Il mio angolo preferito su Instagram è il profilo di Hari Nef.
Se è vero che attraverso il nostro feed possiamo evocare un mondo fatto di influenze ed epoche incollocabili, l’Instagram di Hari Nef per me non ha tempo o spazio: è un film di David Lynch, un personaggio nella Trilogia dell’Incomunicabilità di Antonioni, una febbre del sabato sera sotto le luci al neon del locale. Potrebbe essere il mio film preferito, una mostra d’arte contemporanea, o un sogno ad occhi aperti dove riposare la mente. Un angolo dove le persone queer possono essere rivoluzionarie semplicemente esistendo nel mondo e facendo quello che vogliono, senza il bisogno di alzare la voce o fornire ulteriori spiegazioni.

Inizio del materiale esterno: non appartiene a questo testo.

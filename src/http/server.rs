//! HTTP server setup and configuration.
//!
//! # Responsibilities
//! - Create the Axum router with client and admin routes
//! - Wire up middleware (request id, tracing, timeout, body limit, metrics)
//! - Run background tasks (preview sweeper, config reload)
//! - Serve until the shutdown signal, then write the final snapshot

use std::sync::Arc;
use std::time::Duration;

use arc_swap::ArcSwap;
use axum::{
    body::Body,
    extract::DefaultBodyLimit,
    http::{header, HeaderValue, Request},
    middleware,
    routing::get,
    Router,
};
use tokio::net::TcpListener;
use tokio::sync::{broadcast, mpsc};
use tower::ServiceBuilder;
use tower_http::{
    limit::RequestBodyLimitLayer,
    request_id::{MakeRequestUuid, PropagateRequestIdLayer, SetRequestIdLayer},
    set_header::SetResponseHeaderLayer,
    timeout::TimeoutLayer,
    trace::TraceLayer,
};

use crate::admin::setup_admin_router;
use crate::config::ServiceConfig;
use crate::http::client::{get_current_config, get_preview_config, health};
use crate::http::middleware::track_metrics;
use crate::http::request::make_request_span;
use crate::preview::PreviewSweeper;
use crate::serving::ConfigService;

/// Application state injected into handlers.
#[derive(Clone)]
pub struct AppState {
    pub service: Arc<ConfigService>,
    /// Latest accepted settings; replaced whole on reload.
    pub settings: Arc<ArcSwap<ServiceConfig>>,
}

/// HTTP server for the control plane.
pub struct HttpServer {
    router: Router,
    config: ServiceConfig,
    state: AppState,
}

impl HttpServer {
    pub fn new(config: ServiceConfig, service: Arc<ConfigService>) -> Self {
        let state = AppState {
            service,
            settings: Arc::new(ArcSwap::from_pointee(config.clone())),
        };
        let router = Self::build_router(&config, state.clone());
        Self {
            router,
            config,
            state,
        }
    }

    /// Build the Axum router with all middleware layers.
    #[allow(deprecated)]
    fn build_router(config: &ServiceConfig, state: AppState) -> Router {
        let client = Router::new()
            .route("/health", get(health))
            .route("/v1/config/{environment}", get(get_current_config))
            .route("/v1/preview/{code}", get(get_preview_config))
            .layer(SetResponseHeaderLayer::overriding(
                header::CACHE_CONTROL,
                HeaderValue::from_static("no-cache"),
            ))
            .with_state(state.clone());

        client
            .merge(setup_admin_router(state))
            .route_layer(middleware::from_fn(track_metrics))
            .layer(
                ServiceBuilder::new()
                    .layer(SetRequestIdLayer::x_request_id(MakeRequestUuid))
                    .layer(TraceLayer::new_for_http().make_span_with(|req: &Request<Body>| make_request_span(req)))
                    .layer(PropagateRequestIdLayer::x_request_id())
                    .layer(DefaultBodyLimit::disable())
                    .layer(RequestBodyLimitLayer::new(config.security.max_body_size))
                    // Innermost: its 408 needs a response body with a default.
                    .layer(TimeoutLayer::new(Duration::from_secs(config.timeouts.request_secs))),
            )
    }

    /// Run the server, accepting connections on the given listener.
    ///
    /// Settings arriving on `config_updates` are applied to the running
    /// service. Listener address, timeout and body limit only change on
    /// restart.
    pub async fn run(
        self,
        listener: TcpListener,
        mut config_updates: mpsc::UnboundedReceiver<ServiceConfig>,
        mut shutdown: broadcast::Receiver<()>,
    ) -> Result<(), std::io::Error> {
        let addr = listener.local_addr()?;
        tracing::info!(address = %addr, "HTTP server starting");

        let sweeper = PreviewSweeper::new(self.state.service.previews().clone());
        tokio::spawn(sweeper.run(shutdown.resubscribe()));

        let state = self.state.clone();
        let mut reload_shutdown = shutdown.resubscribe();
        tokio::spawn(async move {
            loop {
                tokio::select! {
                    update = config_updates.recv() => {
                        let Some(new_config) = update else { break };
                        if new_config.listener != state.settings.load().listener {
                            tracing::warn!("Listener changes take effect after restart");
                        }
                        state.service.apply_config(&new_config);
                        state.settings.store(Arc::new(new_config));
                        tracing::info!("Configuration reloaded");
                    }
                    _ = reload_shutdown.recv() => break,
                }
            }
        });

        axum::serve(listener, self.router)
            .with_graceful_shutdown(async move {
                let _ = shutdown.recv().await;
                tracing::info!("Shutdown signal received");
            })
            .await?;

        if self.config.storage.save_on_shutdown {
            let service = self.state.service.clone();
            match tokio::task::spawn_blocking(move || service.persist()).await {
                Ok(Ok(())) => tracing::info!("Final snapshot written"),
                Ok(Err(e)) => tracing::error!(error = %e, "Failed to write final snapshot"),
                Err(e) => tracing::error!(error = %e, "Final snapshot task failed"),
            }
        }

        tracing::info!("HTTP server stopped");
        Ok(())
    }

    /// Get a reference to the config.
    pub fn config(&self) -> &ServiceConfig {
        &self.config
    }

    pub fn state(&self) -> &AppState {
        &self.state
    }
}
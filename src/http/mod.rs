//! HTTP protocol handling subsystem.
//!
//! # Data Flow
//! ```text
//! TCP connection
//!     → server.rs (Axum setup, middleware stack)
//!     → request.rs (request id, request span)
//!     → client.rs (GET /v1/config, /v1/preview, /health)
//!       or admin routes (documents, previews, environments)
//!     → ConfigService
//!     → response.rs (error → status + JSON body)
//!     → Send to client
//! ```

pub mod client;
pub mod middleware;
pub mod request;
pub mod response;
pub mod server;

pub use request::X_REQUEST_ID;
pub use server::{AppState, HttpServer};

A soli 24 anni, Hari Nef è stata la prima modella transgender a firmare un contratto per IMG Models, tra le agenzie di moda più importanti in circolazione, e a finire sulla cover di British Elle. Dal 2017 in poi Nef è diventata uno dei volti principali per L’Oreal, American Vogue, Gucci, e mille altri brand che non sto qui ad elencarvi. In questi giorni potreste vederla tappezzata su un cartellone a ruote in giro per Milano come protagonista della collezione FW22 di JW Anderson.
Nel lookbook scattato da Jurgen Teller, Nef interpreta diversi personaggi e archetipi cinematografici, con reference a Carrie di Brian De Palma o il cartone animato Run Hany, coronando il sogno di collaborare con uno dei suoi più grandi punti di riferimento: “Ho sempre amato il suo lavoro, in particolare la collezione maschile autunno\inverno 2013″ racconta a Vogue: “La maniera in cui Jonathan mischiava elementi maschili e femminili ha toccato qualche corda dentro di me. Era ancora prima che la fluidità di genere diventasse un topic alle sfilate, e ha scosso il mio mondo fortemente. Ha cambiato interamente il mio sguardo verso la moda”.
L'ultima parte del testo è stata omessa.